Dr. Allanson’s research is focused on learning more about how we recognize differences in facial morphology, including the application of 2D and 3D photogrammetry. Her research also investigates how primary care providers use family history to interpret risk for a genetic disorder, and how they integrate genomic medicine into their practice. Dr. Allanson’s research goals are to engage and educate healthcare providers and the public in order to optimize the use of genomic medicine.

Dr. Allanson’s career-long research interests have focused on the evaluation of facial features and syndrome identification. She has a long-standing interest in the natural history and genotype-phenotype correlations of Noonan syndrome, a common condition caused by mutations in genes in the Ras-MAPK pathway. She is a member of research teams that focus on health services and health policy: how we evaluate genetic services; the understanding, perception and application of genetic knowledge by primary care providers; and the translation of gene discoveries into health benefits.

As we know, Dr. Allanson is passionate about genetics literacy. She is co-editor of a book on management of common genetic syndromes and co-founded and currently co-directs the new Children’s Hospital of Eastern Ontario (CHEO) funded resource: Genetics Education Canada – Knowledge Organization (GEC-KO).

Congratulations Dr. Allanson!!! It is a well-deserved honour!!!

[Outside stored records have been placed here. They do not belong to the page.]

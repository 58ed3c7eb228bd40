use crate::error::{Result as ServerErrorResult, ServerError};

use std::path::PathBuf;
use std::time::SystemTime;

use fern::Dispatch;
use fern::colors::{Color, ColoredLevelConfig};
use log::info;

/// Initialize logger with fern
///
/// # Arguments
/// * `log_level` - Log level filter
/// * `log_file` - Optional path to log file. None = stdout, Some = file output
/// * `colored` - Enable colored output (ignored when logging to file)
pub fn initialize(
    log_level: th_config::LogLevel,
    log_file: Option<PathBuf>,
    colored: bool,
) -> ServerErrorResult<()> {
    let level_filter = log_level.0;

    let base_dispatch = Dispatch::new()
        .level(level_filter)
        // sqlx logs every statement at info
        .level_for("sqlx", log::LevelFilter::Warn);

    let dispatch = if let Some(ref log_path) = log_file {
        let file = std::fs::OpenOptions::new()
            .create(true)
            .append(true)
            .open(log_path)
            .map_err(|e| ServerError::LogFile {
                path: log_path.display().to_string(),
                source: e,
            })?;

        Dispatch::new()
            .format(|out, message, record| {
                out.finish(format_args!(
                    "[{date} - {level}] {message} [{file}:{line}]",
                    date = humantime::format_rfc3339(SystemTime::now()),
                    level = record.level(),
                    message = message,
                    file = record.file().unwrap_or("unknown"),
                    line = record.line().unwrap_or(0),
                ))
            })
            .chain(file)
    } else if colored {
        let colors = ColoredLevelConfig::new()
            .trace(Color::Magenta)
            .debug(Color::Blue)
            .info(Color::Green)
            .warn(Color::Yellow)
            .error(Color::Red);

        Dispatch::new()
            .format(move |out, message, record| {
                out.finish(format_args!(
                    "[{date} - {level}] {message} [{file}:{line}]",
                    date = humantime::format_rfc3339(SystemTime::now()),
                    level = colors.color(record.level()),
                    message = message,
                    file = record.file().unwrap_or("unknown"),
                    line = record.line().unwrap_or(0),
                ))
            })
            .chain(std::io::stdout())
    } else {
        // Plain output for non-TTY (systemd, docker logs)
        Dispatch::new()
            .format(|out, message, record| {
                out.finish(format_args!(
                    "[{date} - {level}] {message}",
                    date = humantime::format_rfc3339(SystemTime::now()),
                    level = record.level(),
                    message = message,
                ))
            })
            .chain(std::io::stdout())
    };

    base_dispatch
        .chain(dispatch)
        .apply()
        .map_err(|e| ServerError::Logger {
            message: format!("Failed to initialize logger: {e}"),
        })?;

    match log_file {
        Some(ref path) => info!(
            "Logger initialized: level={:?}, file={}",
            level_filter,
            path.display()
        ),
        None => info!("Logger initialized: level={:?}, stdout", level_filter),
    }

    Ok(())
}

Biesecker and Green developed a primer for clinicians on how to approach clinical genome and exome sequencing (CGES). The comprehensive summary provides a technical overview and discussion of limitations of CGES, summarizes indications for ordering and evaluation, interpretation and communication of results, and how to address incidental findings. Additionally there is an interactive graphic overviewing the technology and providing guidance to providers in clinical context.

Biesecker LG and Green RC. Diagnostic clinical genome and exome sequencing. N Engl J Med 2014; 370(25):2418-25. doi: 10.1056/NEJMra1312543.

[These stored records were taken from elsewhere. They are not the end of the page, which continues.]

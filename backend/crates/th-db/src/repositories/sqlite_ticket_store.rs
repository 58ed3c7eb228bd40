//! SQLite-backed ticket store.
//!
//! Dates are stored as Unix milliseconds, so any sub-millisecond part of a
//! timestamp is dropped on write. Returned tickets are truncated the same
//! way so they compare equal to what a later read produces.

use crate::{DbError, Result as DbErrorResult, TicketStore};

use th_core::{Clock, Ticket, TicketPriority};

use std::panic::Location;
use std::sync::Arc;

use async_trait::async_trait;
use chrono::{DateTime, SubsecRound, Utc};
use error_location::ErrorLocation;
use log::{debug, info};
use sqlx::{Row, SqliteConnection, SqlitePool};

const TABLE: &str = "tickets";

const CHECKPOINT_PASSIVE: &str = "PRAGMA wal_checkpoint(PASSIVE)";
const CHECKPOINT_TRUNCATE: &str = "PRAGMA wal_checkpoint(TRUNCATE)";

#[derive(Debug, sqlx::FromRow)]
struct TicketRow {
    id: i64,
    name: String,
    date: i64,
    problem_description: String,
    status: String,
    priority: i64,
}

impl TicketRow {
    #[track_caller]
    fn into_ticket(self) -> DbErrorResult<Ticket> {
        let date = DateTime::from_timestamp_millis(self.date).ok_or_else(|| DbError::InvalidRow {
            table: TABLE,
            message: format!("Invalid timestamp in tickets.date: {}", self.date),
            location: ErrorLocation::from(Location::caller()),
        })?;

        let priority =
            TicketPriority::try_from(self.priority).map_err(|e| DbError::InvalidRow {
                table: TABLE,
                message: format!("Invalid priority in tickets.priority: {}", e),
                location: ErrorLocation::from(Location::caller()),
            })?;

        Ok(Ticket {
            id: self.id,
            name: self.name,
            date,
            problem_description: self.problem_description,
            status: self.status,
            priority,
        })
    }
}

pub struct SqliteTicketStore {
    pool: SqlitePool,
    clock: Arc<dyn Clock>,
}

impl SqliteTicketStore {
    pub fn new(pool: SqlitePool, clock: Arc<dyn Clock>) -> Self {
        Self { pool, clock }
    }

    pub fn pool(&self) -> &SqlitePool {
        &self.pool
    }

    fn to_millis(date: DateTime<Utc>) -> i64 {
        date.timestamp_millis()
    }
}

#[async_trait]
impl TicketStore for SqliteTicketStore {
    async fn list_all(&self) -> DbErrorResult<Vec<Ticket>> {
        let rows = sqlx::query_as::<_, TicketRow>(
            r#"
                SELECT id, name, date, problem_description, status, priority
                FROM tickets
                ORDER BY date DESC, id DESC
            "#,
        )
        .fetch_all(&self.pool)
        .await?;

        rows.into_iter()
            .map(TicketRow::into_ticket)
            .collect::<DbErrorResult<Vec<_>>>()
    }

    async fn get_by_id(&self, id: i64) -> DbErrorResult<Option<Ticket>> {
        let row = sqlx::query_as::<_, TicketRow>(
            r#"
                SELECT id, name, date, problem_description, status, priority
                FROM tickets
                WHERE id = ?
            "#,
        )
        .bind(id)
        .fetch_optional(&self.pool)
        .await?;

        row.map(TicketRow::into_ticket).transpose()
    }

    async fn create(&self, ticket: Ticket) -> DbErrorResult<Ticket> {
        let date = self.clock.now().trunc_subsecs(3);

        let result = sqlx::query(
            r#"
                INSERT INTO tickets (name, date, problem_description, status, priority)
                VALUES (?, ?, ?, ?, ?)
            "#,
        )
        .bind(&ticket.name)
        .bind(Self::to_millis(date))
        .bind(&ticket.problem_description)
        .bind(&ticket.status)
        .bind(ticket.priority.code())
        .execute(&self.pool)
        .await?;

        let id = result.last_insert_rowid();
        info!("Created ticket {} ({})", id, ticket.name);

        Ok(Ticket { id, date, ..ticket })
    }

    async fn update(&self, ticket: Ticket) -> DbErrorResult<Ticket> {
        let date = ticket.date.trunc_subsecs(3);

        let result = sqlx::query(
            r#"
                UPDATE tickets
                SET name = ?, date = ?, problem_description = ?, status = ?, priority = ?
                WHERE id = ?
            "#,
        )
        .bind(&ticket.name)
        .bind(Self::to_millis(date))
        .bind(&ticket.problem_description)
        .bind(&ticket.status)
        .bind(ticket.priority.code())
        .bind(ticket.id)
        .execute(&self.pool)
        .await?;

        if result.rows_affected() == 0 {
            return Err(DbError::TicketNotFound {
                id: ticket.id,
                location: ErrorLocation::from(Location::caller()),
            });
        }

        debug!("Updated ticket {}", ticket.id);

        Ok(Ticket { date, ..ticket })
    }

    async fn delete(&self, id: i64) -> DbErrorResult<bool> {
        let result = sqlx::query("DELETE FROM tickets WHERE id = ?")
            .bind(id)
            .execute(&self.pool)
            .await?;

        let removed = result.rows_affected() > 0;
        debug!("Delete ticket {}: removed={}", id, removed);

        Ok(removed)
    }

    async fn persist(&self) -> DbErrorResult<bool> {
        let mut conn = self.pool.acquire().await?;

        // TRUNCATE reports (0, 0) once the WAL is reset, so count with PASSIVE first
        let (_, copied) = wal_checkpoint(&mut conn, CHECKPOINT_PASSIVE).await?;
        wal_checkpoint(&mut conn, CHECKPOINT_TRUNCATE).await?;

        debug!("WAL checkpoint wrote {} frame(s)", copied);

        Ok(copied > 0)
    }
}

/// Run a checkpoint pragma, returning (log frames, checkpointed frames).
///
/// Non-WAL databases report -1 for both; those are clamped to 0.
async fn wal_checkpoint(
    conn: &mut SqliteConnection,
    pragma: &'static str,
) -> DbErrorResult<(i64, i64)> {
    let row = sqlx::query(pragma)
        .fetch_optional(&mut *conn)
        .await?;

    match row {
        Some(row) => Ok((
            row.try_get::<i64, _>(1)?.max(0),
            row.try_get::<i64, _>(2)?.max(0),
        )),
        None => Ok((0, 0)),
    }
}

Have you been looking for concise, up-to-date, evidence-based information sheets on genetic disorders, technologies or other current genomic topics? Ones that are written for healthcare providers? Ones that may have an accompanying point of care tool?

Look no further! The GEC-KO on the runcollection is written by a genetic counsellor with input from a geneticist and family physician. They are evidence-based and referenced, and feature a ‘Bottom line’ with recommendations. They were developed as a ‘spin-off’ of the successful Gene Messengers which were part of the GenetiKit project. Findings from this study were published and can be found in Carroll JC, Wilson BJ, Allanson J, Grimshaw J, Blaine SM, Meschino WS, Permaul JA, Graham ID. GenetiKit: a randomized controlled trial to enhance delivery of genetics services by family physicians. Fam Pract 2011; 28(6): 615-23.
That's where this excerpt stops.